Слово «свеженьких» Гоцмах произнес так громко, что Лейбл задрожал от страха: он испугался, как бы дома не услышали.
И все же на следующее утро он послушно принес в кармане пару сдобных булочек, дрожа при этом всем телом: он боялся, как бы запах булочек не выдал его… Но не успел он оглянуться, как голодный Гоцмах схватил обе булочки, пропустил их сквозь свое тонкое горло и мигом проглотил.
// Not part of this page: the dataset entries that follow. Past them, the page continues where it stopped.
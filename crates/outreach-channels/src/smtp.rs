//! SMTP sending via async lettre.
//!
//! The TLS mode follows the identity's port: 465 wraps the connection,
//! 587/25 upgrade via STARTTLS. The transport timeout doubles as the
//! cancellation story for in-flight attempts; a hit is classified as an
//! ordinary network failure.

use async_trait::async_trait;
use lettre::{
    AsyncSmtpTransport, AsyncTransport, Message as LettreMessage, Tokio1Executor,
    message::Mailbox, message::header::ContentType,
    transport::smtp::authentication::Credentials,
};
use outreach_core::error::{OutreachError, Result};
use outreach_core::traits::{OutboundMessage, Transport};
use outreach_core::types::{SendingIdentity, TlsMode};

/// SMTP transport shared by all identities; connection parameters come
/// from the identity itself on every send.
pub struct SmtpChannel {
    timeout: std::time::Duration,
}

impl SmtpChannel {
    pub fn new(timeout_secs: u64) -> Self {
        Self {
            timeout: std::time::Duration::from_secs(timeout_secs),
        }
    }
}

#[async_trait]
impl Transport for SmtpChannel {
    async fn deliver(
        &self,
        identity: &SendingIdentity,
        secret: &str,
        message: &OutboundMessage,
    ) -> Result<()> {
        let from_mailbox: Mailbox = identity
            .from_header()
            .parse()
            .map_err(|e| OutreachError::Config(format!("invalid from address: {e}")))?;
        let to_mailbox: Mailbox = message
            .to
            .parse()
            .map_err(|e| OutreachError::RecipientInvalid(format!("{}: {e}", message.to)))?;

        let email = LettreMessage::builder()
            .from(from_mailbox)
            .to(to_mailbox)
            .subject(&message.subject)
            .header(ContentType::TEXT_PLAIN)
            .body(message.body.clone())
            .map_err(|e| OutreachError::Unknown(format!("build message: {e}")))?;

        let creds = Credentials::new(identity.address.clone(), secret.to_string());

        let builder = match identity.tls_mode() {
            TlsMode::Wrapper => AsyncSmtpTransport::<Tokio1Executor>::relay(&identity.smtp_host)
                .map_err(|e| classify_send_error(&e.to_string()))?,
            TlsMode::StartTls => {
                AsyncSmtpTransport::<Tokio1Executor>::starttls_relay(&identity.smtp_host)
                    .map_err(|e| classify_send_error(&e.to_string()))?
            }
            TlsMode::None => {
                AsyncSmtpTransport::<Tokio1Executor>::builder_dangerous(&identity.smtp_host)
            }
        };

        let mailer = builder
            .port(identity.smtp_port)
            .credentials(creds)
            .timeout(Some(self.timeout))
            .build();

        mailer
            .send(email)
            .await
            .map_err(|e| classify_send_error(&e.to_string()))?;

        tracing::info!(identity = %identity.address, to = %message.to, "email sent");
        Ok(())
    }
}

/// Map an SMTP-layer error message onto the failure taxonomy.
pub fn classify_send_error(message: &str) -> OutreachError {
    let lower = message.to_lowercase();
    if lower.contains("535")
        || lower.contains("auth")
        || lower.contains("credential")
        || lower.contains("password")
    {
        OutreachError::Auth(message.to_string())
    } else if lower.contains("timeout")
        || lower.contains("timed out")
        || lower.contains("connection")
        || lower.contains("refused")
        || lower.contains("network")
        || lower.contains("dns")
        || lower.contains("unreachable")
        || lower.contains("tls")
        || lower.contains("ssl")
    {
        OutreachError::Network(message.to_string())
    } else if lower.contains("recipient") || lower.contains("mailbox") || lower.contains("550") {
        OutreachError::RecipientInvalid(message.to_string())
    } else {
        OutreachError::Unknown(message.to_string())
    }
}

#[cfg(test)]
mod tests {
    use super::*;
    use outreach_core::error::FailureKind;

    #[test]
    fn test_classification_keywords() {
        assert_eq!(
            classify_send_error("535 5.7.8 Username and Password not accepted").kind(),
            FailureKind::Authentication
        );
        assert_eq!(
            classify_send_error("Connection refused (os error 111)").kind(),
            FailureKind::Network
        );
        assert_eq!(
            classify_send_error("operation timed out").kind(),
            FailureKind::Network
        );
        assert_eq!(
            classify_send_error("550 no such mailbox").kind(),
            FailureKind::RecipientInvalid
        );
        assert_eq!(
            classify_send_error("451 try again later").kind(),
            FailureKind::Unknown
        );
    }
}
– Пилюли! – воскликнул Гоцмах, облизываясь, как кот после завтрака, и затянулся одной из принесенных Лейблом папирос, которые с первого раза ему до того понравились, что он велел приносить их почаще.
И Лейбл приносил все, что заказывал Гоцмах, и в благодарность за услуги получал свободный доступ в театр не только вечером, во время представлений, но и днем, на репетиции. Его пускали даже по ту сторону занавеса, за кулисы, куда душа Лейбла рвалась давно: так ему хотелось знать, что там происходит.
Ах, если бы вы знали, что Лейбл там увидел! Особый мир, где люди переодеваются, преображаются, намазываются и накрашиваются, откуда выходят в обличье шутов, чертей, бесов и ангелов. Там живется, как в раю; там всегда радостно, весело, оживленно; один поет, другой танцует, этот уплетает за обе щеки, тот пьет прямо из бутылки, – буль-буль-буль, – а тот вот курит втихомолку, сидя на корточках в укромном уголке, чтобы не увидел директор и не взгрел бы хорошенько… Директор строг! Все боятся его, как исчадия ада, и в то же время насмехаются над ним, вышучивают, за спиной показывают ему язык, передразнивают, имитируют его походку, манеру сидеть, говорить, выставлять напоказ свои брильянты… Сущие черти, эти актеры!